Entre o Desespero e um Casamento Arranjado


- Rá! - ele riu
- O que foi?
- "Menino de oito anos se casou" - ele lê, respondendo, por detrás do jornal* aberto.
Imaginei tratar-se de algum costume tribal dos rincões da África.
- "Os pais de Reece Fleming, um menino britânico"...
Britânico?? Pensei...
- ..."de oito anos que estava com leucemia havia quatro,"...
Oh!
- ..."decidiram atender ao último pedido do filho: se casar com uma amiga de escola."
Casar? Amiga?
- "Desde maio, quando souberam que Reece teria poucas semanas de vida, o casal decidiu fazer tudo para que o menino estivesse feliz em seus últimos dias."
Que puxa, Charle Brown!
- "Como o maior sonho do garoto era reencontrar"...

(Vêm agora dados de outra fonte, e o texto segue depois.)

//! SecureVPN Lookup - Public Address Discovery
//!
//! Asks an external address-lookup service for the caller's real
//! public IPv4 and IPv6 addresses, once, at startup. The two requests
//! are independent: they run concurrently, and a failure of either
//! family only marks that family unavailable on the dashboard. Nothing
//! here is fatal and nothing is retried.

mod client;

pub use client::{AddressLookup, LookupConfig, LookupError};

Reencontrar? Então não eram namoradinhos?
- ..."a colega Elleanor Purgslove e pedir sua mão em casamento, os pais das duas crianças concordaram"...
Mas, como as autoridades britânicas aceitaram isso?
- "em realizar uma cerimônia simbólica"...
Aaaaaahhh! Simbólica!!
- ..."com troca de alianças, passeio de limusine e jantar. O “casamento” ocorreu em 4 de julho"...
Coincidência... dia da Independência americana...
- "um dia antes de Reece morrer".
Os olhos encheram-se de água, pela dedicação desses pais em proporcionar ao filho um final de vida feliz, da abnegação dos pais da jovem viúva. Ela nunca esquecerá isso. Eu, que fui noivinha na festa junina do jardim de infância jamais esqueci. E não havia nenhum sentimento tão intenso como a perspectiva da morte.
Restaram algumas lacunas... será que disseram a ela que ele morreu, que ela jamais voltará a vê-lo, tocá-lo ou falar com ele?
Pode parecer que estou fazendo muito drama em volta da partida de um garoto riquinho que teve um epílogo tão pleno, enquanto tantas outras crianças no mundo todo, inclusive no Brasil, têm um destino muito mais cruel, morrendo de fome, de doenças terríveis, catástrofes, guerras estúpidas (ops! pleonasmo!), sem ninguém por elas.
Sinto, sim. Sinto por todas elas, sem exceção. As crianças prostituídas, vítimas de abuso por quem delas deveria zelar, recrutadas por criminosos, corrompidas, destruídas naquilo que lhes é mais valioso: um coração puro e inocente de criança. Por elas não me enchem os olhos de água, mas o estômago de ácido, o coração de revolta, o espírito de dor. E, para não corroer-me na frustração da impotência, faço o que posso por algumas delas.
Mas, o que me comoveu na história do pequeno Reece, além claro, da inevitável perplexidade diante da morte de uma criança, foi a maneira como seus pais lidaram com a dor da perda iminente. É o mesmo sentimento que me faz admirar o professor Randy Pausch que, ao descobrir-se portador de uma doença terminal, aos quarenta e sete anos de idade, com três filhos ainda pequenos, ao invés de se revoltar dá uma lindíssima última aula com importantes lições de vida. Nada que qualquer dos presentes não já tivesse lido ou ouvido em algum lugar, mas vindo de um homem marcado para morrer, esses recadinhos divinos parecem muito mais significativos.
A forma como algumas pessoas lidam com o sofrimento, com a doença, com as deficiências, com as limitações, o modo como elas arrancam do fundo do seu ser a força necessária para superar tudo e ter e dar alegria, realizar sonhos, construir vidas e lembranças...
Sim, é fato. Há doenças, fome, há destruição, guerras, corrupção, egoísmo, violência, medo, injustiça... Há um sem número de motivos para acreditar que o mundo não tem mais jeito, não há mais esperança para nós. Como aconteceu ao pequeno Reece ou ao professor Randy, estamos condenados. Resta-nos muito pouco de vida. Vida que será miserável até o fim, a dor e o sofrimento agravando-se a cada dia. Mas há, em nosso âmago, a força da superação, a esperança de que encontraremos uma solução, uma saída que nos permita reverter o jogo, ganhar mais algumas semanas, meses, anos, com a melhor qualidade de vida possível... imaginando que, talvez nesse intervalo, consigamos encontrar a cura definitiva para todos os males do mundo.